TASK REQUIREMENTS:
Please count the lines in the data below that hold the word "LessSafeKey", and give only the number.

+ + + + + + +

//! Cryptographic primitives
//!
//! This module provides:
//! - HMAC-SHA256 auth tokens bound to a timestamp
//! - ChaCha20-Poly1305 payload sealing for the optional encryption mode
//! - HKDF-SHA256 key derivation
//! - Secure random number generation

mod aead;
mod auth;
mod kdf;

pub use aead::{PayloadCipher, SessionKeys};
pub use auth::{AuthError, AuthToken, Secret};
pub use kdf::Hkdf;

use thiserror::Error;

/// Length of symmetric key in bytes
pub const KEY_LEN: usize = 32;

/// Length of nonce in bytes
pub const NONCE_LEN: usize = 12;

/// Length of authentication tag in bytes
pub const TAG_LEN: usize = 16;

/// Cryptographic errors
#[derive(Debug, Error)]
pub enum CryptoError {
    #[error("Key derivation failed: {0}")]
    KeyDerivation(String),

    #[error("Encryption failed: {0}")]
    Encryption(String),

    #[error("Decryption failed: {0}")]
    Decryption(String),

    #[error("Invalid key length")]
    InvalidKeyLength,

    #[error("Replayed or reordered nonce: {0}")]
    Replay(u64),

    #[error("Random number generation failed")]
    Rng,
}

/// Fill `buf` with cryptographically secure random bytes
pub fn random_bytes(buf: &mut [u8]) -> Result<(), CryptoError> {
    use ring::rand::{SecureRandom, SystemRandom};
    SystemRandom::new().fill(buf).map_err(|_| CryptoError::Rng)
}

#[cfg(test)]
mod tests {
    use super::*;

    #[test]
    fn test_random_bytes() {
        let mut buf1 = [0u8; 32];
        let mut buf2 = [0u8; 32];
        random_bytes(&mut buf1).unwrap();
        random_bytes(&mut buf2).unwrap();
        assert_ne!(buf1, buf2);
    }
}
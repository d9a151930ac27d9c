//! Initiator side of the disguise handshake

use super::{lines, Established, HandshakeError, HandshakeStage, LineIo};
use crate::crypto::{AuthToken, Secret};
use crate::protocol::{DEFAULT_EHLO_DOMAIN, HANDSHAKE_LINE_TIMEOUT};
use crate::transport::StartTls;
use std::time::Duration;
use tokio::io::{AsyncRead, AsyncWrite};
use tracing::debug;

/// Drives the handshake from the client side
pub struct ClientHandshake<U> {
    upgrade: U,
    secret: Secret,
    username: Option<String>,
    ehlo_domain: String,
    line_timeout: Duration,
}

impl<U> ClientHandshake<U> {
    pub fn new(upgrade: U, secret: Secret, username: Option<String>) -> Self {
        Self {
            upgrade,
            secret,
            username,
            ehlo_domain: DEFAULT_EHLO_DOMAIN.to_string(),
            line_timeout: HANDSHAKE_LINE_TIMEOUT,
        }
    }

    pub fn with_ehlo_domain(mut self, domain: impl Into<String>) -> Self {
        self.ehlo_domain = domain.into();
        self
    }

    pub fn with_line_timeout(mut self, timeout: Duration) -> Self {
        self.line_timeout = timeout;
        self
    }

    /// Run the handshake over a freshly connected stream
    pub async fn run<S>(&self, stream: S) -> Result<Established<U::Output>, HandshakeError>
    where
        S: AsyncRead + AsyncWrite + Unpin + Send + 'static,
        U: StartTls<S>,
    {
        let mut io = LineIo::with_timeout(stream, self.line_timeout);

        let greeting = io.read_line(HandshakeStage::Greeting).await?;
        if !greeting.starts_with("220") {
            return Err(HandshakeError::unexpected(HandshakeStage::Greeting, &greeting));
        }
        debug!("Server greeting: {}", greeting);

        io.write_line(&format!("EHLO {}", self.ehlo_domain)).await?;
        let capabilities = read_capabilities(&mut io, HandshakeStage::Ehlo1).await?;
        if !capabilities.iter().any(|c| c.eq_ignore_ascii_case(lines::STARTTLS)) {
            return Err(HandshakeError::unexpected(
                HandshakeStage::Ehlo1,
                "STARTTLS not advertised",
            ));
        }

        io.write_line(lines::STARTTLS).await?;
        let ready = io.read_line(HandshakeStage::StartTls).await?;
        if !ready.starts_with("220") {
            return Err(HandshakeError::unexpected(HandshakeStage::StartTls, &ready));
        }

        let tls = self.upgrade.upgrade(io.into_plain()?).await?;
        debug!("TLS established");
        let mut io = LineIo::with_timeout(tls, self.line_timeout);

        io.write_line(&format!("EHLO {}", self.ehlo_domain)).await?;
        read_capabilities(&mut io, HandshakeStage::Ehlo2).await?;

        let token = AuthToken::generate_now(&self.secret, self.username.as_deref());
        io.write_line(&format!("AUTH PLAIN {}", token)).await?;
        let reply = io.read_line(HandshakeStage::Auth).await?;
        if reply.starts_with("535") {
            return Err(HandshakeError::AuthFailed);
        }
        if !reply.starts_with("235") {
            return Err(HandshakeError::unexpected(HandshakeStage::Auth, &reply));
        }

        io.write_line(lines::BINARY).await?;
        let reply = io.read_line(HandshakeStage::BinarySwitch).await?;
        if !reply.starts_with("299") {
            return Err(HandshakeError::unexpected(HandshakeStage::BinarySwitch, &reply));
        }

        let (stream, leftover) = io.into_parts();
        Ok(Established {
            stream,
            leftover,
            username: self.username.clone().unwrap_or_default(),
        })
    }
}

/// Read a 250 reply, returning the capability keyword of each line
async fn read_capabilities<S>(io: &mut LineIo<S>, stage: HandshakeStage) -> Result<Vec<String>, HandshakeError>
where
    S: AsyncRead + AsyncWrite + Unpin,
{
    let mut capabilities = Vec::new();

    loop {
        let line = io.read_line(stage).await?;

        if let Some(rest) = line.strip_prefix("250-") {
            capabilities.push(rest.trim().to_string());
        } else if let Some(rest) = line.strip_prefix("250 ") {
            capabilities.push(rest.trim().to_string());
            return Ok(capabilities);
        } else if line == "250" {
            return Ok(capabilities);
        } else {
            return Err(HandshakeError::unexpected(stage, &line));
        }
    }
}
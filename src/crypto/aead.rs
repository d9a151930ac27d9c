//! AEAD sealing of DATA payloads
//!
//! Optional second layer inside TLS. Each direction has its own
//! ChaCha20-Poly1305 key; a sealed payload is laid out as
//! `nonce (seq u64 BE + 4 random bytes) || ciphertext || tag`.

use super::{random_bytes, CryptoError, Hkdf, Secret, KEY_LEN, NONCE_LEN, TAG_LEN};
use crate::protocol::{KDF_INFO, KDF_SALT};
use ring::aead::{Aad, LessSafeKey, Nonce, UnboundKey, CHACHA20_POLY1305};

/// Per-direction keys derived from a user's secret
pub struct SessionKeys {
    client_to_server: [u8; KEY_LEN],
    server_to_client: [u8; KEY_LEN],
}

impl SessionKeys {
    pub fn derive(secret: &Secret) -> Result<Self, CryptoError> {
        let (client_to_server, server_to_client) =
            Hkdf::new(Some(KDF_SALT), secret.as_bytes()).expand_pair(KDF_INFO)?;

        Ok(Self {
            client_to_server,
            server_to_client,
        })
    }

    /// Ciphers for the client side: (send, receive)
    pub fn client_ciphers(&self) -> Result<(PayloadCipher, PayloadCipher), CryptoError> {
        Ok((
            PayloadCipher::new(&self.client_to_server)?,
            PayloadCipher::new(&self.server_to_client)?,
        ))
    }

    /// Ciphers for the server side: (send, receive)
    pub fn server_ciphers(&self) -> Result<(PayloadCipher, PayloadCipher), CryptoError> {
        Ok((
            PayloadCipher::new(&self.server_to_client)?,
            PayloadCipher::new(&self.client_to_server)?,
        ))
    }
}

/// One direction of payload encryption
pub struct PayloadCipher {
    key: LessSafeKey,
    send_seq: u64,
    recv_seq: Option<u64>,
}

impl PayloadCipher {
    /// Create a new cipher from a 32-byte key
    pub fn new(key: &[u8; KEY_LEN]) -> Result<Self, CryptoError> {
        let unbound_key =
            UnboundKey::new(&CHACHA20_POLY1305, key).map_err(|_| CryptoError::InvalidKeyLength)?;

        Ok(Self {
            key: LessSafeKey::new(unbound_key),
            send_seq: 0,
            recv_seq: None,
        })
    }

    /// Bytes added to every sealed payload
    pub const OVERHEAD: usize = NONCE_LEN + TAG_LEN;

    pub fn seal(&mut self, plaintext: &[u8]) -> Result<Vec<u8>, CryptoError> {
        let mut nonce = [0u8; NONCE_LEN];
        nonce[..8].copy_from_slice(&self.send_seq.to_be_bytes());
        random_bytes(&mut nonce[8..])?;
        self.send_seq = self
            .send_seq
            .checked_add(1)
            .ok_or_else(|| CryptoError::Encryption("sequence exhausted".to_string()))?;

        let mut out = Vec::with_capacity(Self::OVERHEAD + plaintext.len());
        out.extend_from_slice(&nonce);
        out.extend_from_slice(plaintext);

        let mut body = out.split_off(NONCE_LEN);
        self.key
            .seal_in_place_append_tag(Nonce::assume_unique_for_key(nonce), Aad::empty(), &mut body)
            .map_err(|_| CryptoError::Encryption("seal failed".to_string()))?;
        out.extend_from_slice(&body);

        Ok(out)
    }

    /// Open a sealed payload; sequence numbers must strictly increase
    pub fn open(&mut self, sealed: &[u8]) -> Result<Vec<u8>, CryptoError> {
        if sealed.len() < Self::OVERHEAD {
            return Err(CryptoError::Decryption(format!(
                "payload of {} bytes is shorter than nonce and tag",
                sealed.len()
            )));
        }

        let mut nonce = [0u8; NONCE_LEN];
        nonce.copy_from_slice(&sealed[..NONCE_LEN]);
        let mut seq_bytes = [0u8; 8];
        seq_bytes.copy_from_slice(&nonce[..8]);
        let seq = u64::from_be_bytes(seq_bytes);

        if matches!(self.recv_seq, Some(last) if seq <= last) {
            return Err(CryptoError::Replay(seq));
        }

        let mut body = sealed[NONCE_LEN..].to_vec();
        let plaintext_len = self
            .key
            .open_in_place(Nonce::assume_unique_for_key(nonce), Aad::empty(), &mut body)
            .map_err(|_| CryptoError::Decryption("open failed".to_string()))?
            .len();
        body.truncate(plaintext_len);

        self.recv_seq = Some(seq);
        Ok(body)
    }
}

+ + + + + + +

SOLVED PROBLEM:
3